Dass wir wieder zurück in die Spur finden. Am Freitag gegen Preußen Berlin, das ist ein absoluter Pflichtsieg. Dann fahren wir am Sonntag nach Hannover zu den Scorpions, da haben wir noch eine Rechnung zu begleichen. Unser Ziel muss sein, dass wir die fünf verbleibenden Spiele der Punktrunde nutzen, mit einem guten Gefühl und viel Selbstvertrauen in die Playoffs zu gehen. Ob wir da als Achter, Siebter, Sechster oder Fünfter reingehen, ist im Endeffekt völlig gleichgültig.
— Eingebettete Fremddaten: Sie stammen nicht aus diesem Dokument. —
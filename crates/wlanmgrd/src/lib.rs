//! Wireless interface lifecycle daemon.
//!
//! The daemon creates, tracks, and destroys logical wireless interfaces on
//! top of a set of external subsystems: the vendor HAL, the wireless control
//! daemon, the station authentication daemon, and the access point host
//! daemon. Each subsystem sits behind a trait in [`subsystems`], so the
//! [`Orchestrator`] can be driven against real integrations or the in-memory
//! stack in [`sim`].
//!
//! All lifecycle work happens on one worker thread. Subsystem deaths, destroy
//! notifications, link changes, and caller requests travel through a single
//! queue and are handled strictly in arrival order. [`InterfaceManager`] is
//! the thread-safe front end that marshals calls onto that worker.
//!
//! Interface setup is a fixed sequence: power up the radio stack, start the
//! daemon the interface needs, create the interface in the vendor HAL, bind it
//! in the wireless control daemon, attach the daemon, then register for link
//! events. Any failure unwinds the completed steps in reverse order, so a
//! failed setup leaves no trace. Whether the radio stack and each daemon are
//! running is never stored: it is derived from the live interfaces, and the
//! last interface to go takes its dependencies down with it.
//!
//! On single-interface hardware, creating an interface of one class may evict
//! an interface of the other. The evicted interface is fully destroyed,
//! including its owner's `on_destroyed`, before the creating call returns.

mod bootstrap;
mod callbacks;
mod death;
mod health;
mod iface;
mod listeners;
mod metrics;
mod orchestrator;
mod process;
mod queue;
mod registry;
mod service;
pub mod sim;
pub mod subsystems;
mod telemetry;

pub use bootstrap::{
    BootstrapError, ConfigLoader, Daemon, StaticConfigLoader, SystemConfigLoader, bootstrap_with,
};
pub use callbacks::{InterfaceCallback, StatusListener};
pub use death::{DeathNotifier, RadioModeChangeHandler};
pub use health::{HealthReporter, StructuredHealthReporter};
pub use iface::{Iface, IfaceId, IfaceType, InterfaceClass};
pub use listeners::{DestroyedListener, LinkObserver};
pub use metrics::{CountingMetrics, FailureReason, MetricKey, Metrics, RadioMode};
pub use orchestrator::{
    InitializeError, Orchestrator, OrchestratorSettings, RecoveryError, SetupError, SoftApError,
};
pub use process::{
    LaunchError, LoggingInterfaceCallback, ShutdownError, ShutdownSignal, SystemShutdownSignal,
    bring_up, run_daemon,
};
pub use queue::{Event, EventSender, Looper, channel};
pub use registry::{DuplicateNameError, Registry};
pub use service::{InterfaceManager, ManagerError, ServiceError, ServiceHandle, spawn_service};
pub use telemetry::{TelemetryError, TelemetryHandle};

#[cfg(test)]
mod tests;
//! Orchestrator driven directly on the test thread over simulated hardware.

use std::sync::Arc;
use std::time::Duration;

use wlanmgr_config::HardwareProfile;

use crate::iface::IfaceType;
use crate::metrics::CountingMetrics;
use crate::orchestrator::{Orchestrator, OrchestratorSettings, SetupError};
use crate::queue::{Looper, channel};
use crate::sim::{CallLog, SimulatedHardware};

use super::callbacks::RecordingCallback;
use super::reporter::RecordingHealthReporter;

/// Readiness polling shortened so stalled daemons fail quickly.
pub fn test_settings() -> OrchestratorSettings {
    OrchestratorSettings {
        daemon_connect_retries: 2,
        daemon_connect_interval: Duration::from_millis(1),
        ..OrchestratorSettings::default()
    }
}

/// Initialised orchestrator plus the queue it posts to.
///
/// Queued notifications are only handled when [`Harness::pump`] runs, which
/// lets tests interleave them with direct calls.
pub struct Harness {
    pub hardware: SimulatedHardware,
    pub log: CallLog,
    pub metrics: Arc<CountingMetrics>,
    pub reporter: Arc<RecordingHealthReporter>,
    pub orchestrator: Orchestrator,
    looper: Looper,
}

impl Harness {
    /// Builds and initialises an orchestrator, then clears the call log.
    pub fn new(profile: HardwareProfile) -> Self {
        let hardware = SimulatedHardware::new(profile);
        let log = hardware.log();
        let (events, looper) = channel();
        let metrics = Arc::new(CountingMetrics::new());
        let reporter = Arc::new(RecordingHealthReporter::default());
        let mut orchestrator = Orchestrator::new(
            hardware.subsystems(),
            test_settings(),
            events,
            metrics.clone(),
            reporter.clone(),
        );
        orchestrator
            .initialize()
            .expect("orchestrator should initialise");
        log.clear();
        Self {
            hardware,
            log,
            metrics,
            reporter,
            orchestrator,
            looper,
        }
    }

    /// Handles every queued notification.
    pub fn pump(&mut self) -> usize {
        self.looper.dispatch_pending(&mut self.orchestrator)
    }

    /// Owner recording into the shared call log.
    pub fn owner(&self, label: &str) -> Arc<RecordingCallback> {
        RecordingCallback::new(label, self.log.clone())
    }

    pub fn setup(
        &mut self,
        kind: IfaceType,
        owner: &Arc<RecordingCallback>,
    ) -> Result<String, SetupError> {
        let callback = owner.clone();
        match kind {
            IfaceType::StaConnectivity => self
                .orchestrator
                .setup_interface_for_client_in_connectivity_mode(callback),
            IfaceType::StaScanOnly => self
                .orchestrator
                .setup_interface_for_client_in_scan_mode(callback),
            IfaceType::AccessPoint => self.orchestrator.setup_interface_for_soft_ap_mode(callback),
        }
    }

    /// Index of an entry that must be present.
    pub fn position(&self, entry: &str) -> usize {
        self.log
            .position(entry)
            .unwrap_or_else(|| panic!("missing {entry} in {:?}", self.log.entries()))
    }

    pub fn interface_names(&self) -> Vec<String> {
        self.orchestrator
            .registry()
            .iter()
            .map(|iface| iface.name().to_owned())
            .collect()
    }
}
Wichtig ist, dass wir da nicht mit einer Niederlagenserie und hängenden Köpfen reingehen.

Ist Ihnen der Gegner in den Playoffs wirklich gleichgültig?

Ja, denn da geht es bei Null los, da wird alles weggewischt, was vorher war. In den Playoffs entscheiden die Tagesform und der Wille. Wir müssen den Sieg mehr wollen als der Gegner. Ich bin zuversichtlich, dass wir jede Mannschaft schlagen können.

 Auch Duisburg und Tilburg?

 Auch Duisburg und Tilburg.

Gibt es schon jetzt so etwas wie Lehren für die nächste Saison?

Ein bisschen mehr Erfahrung würde uns gut zu Gesicht stehen. Spieler wie Daniel Rau und Lars Müller haben wir erfahrungstechnisch nicht gleichwertig ersetzt. Die jungen Spieler müssen da reinwachsen.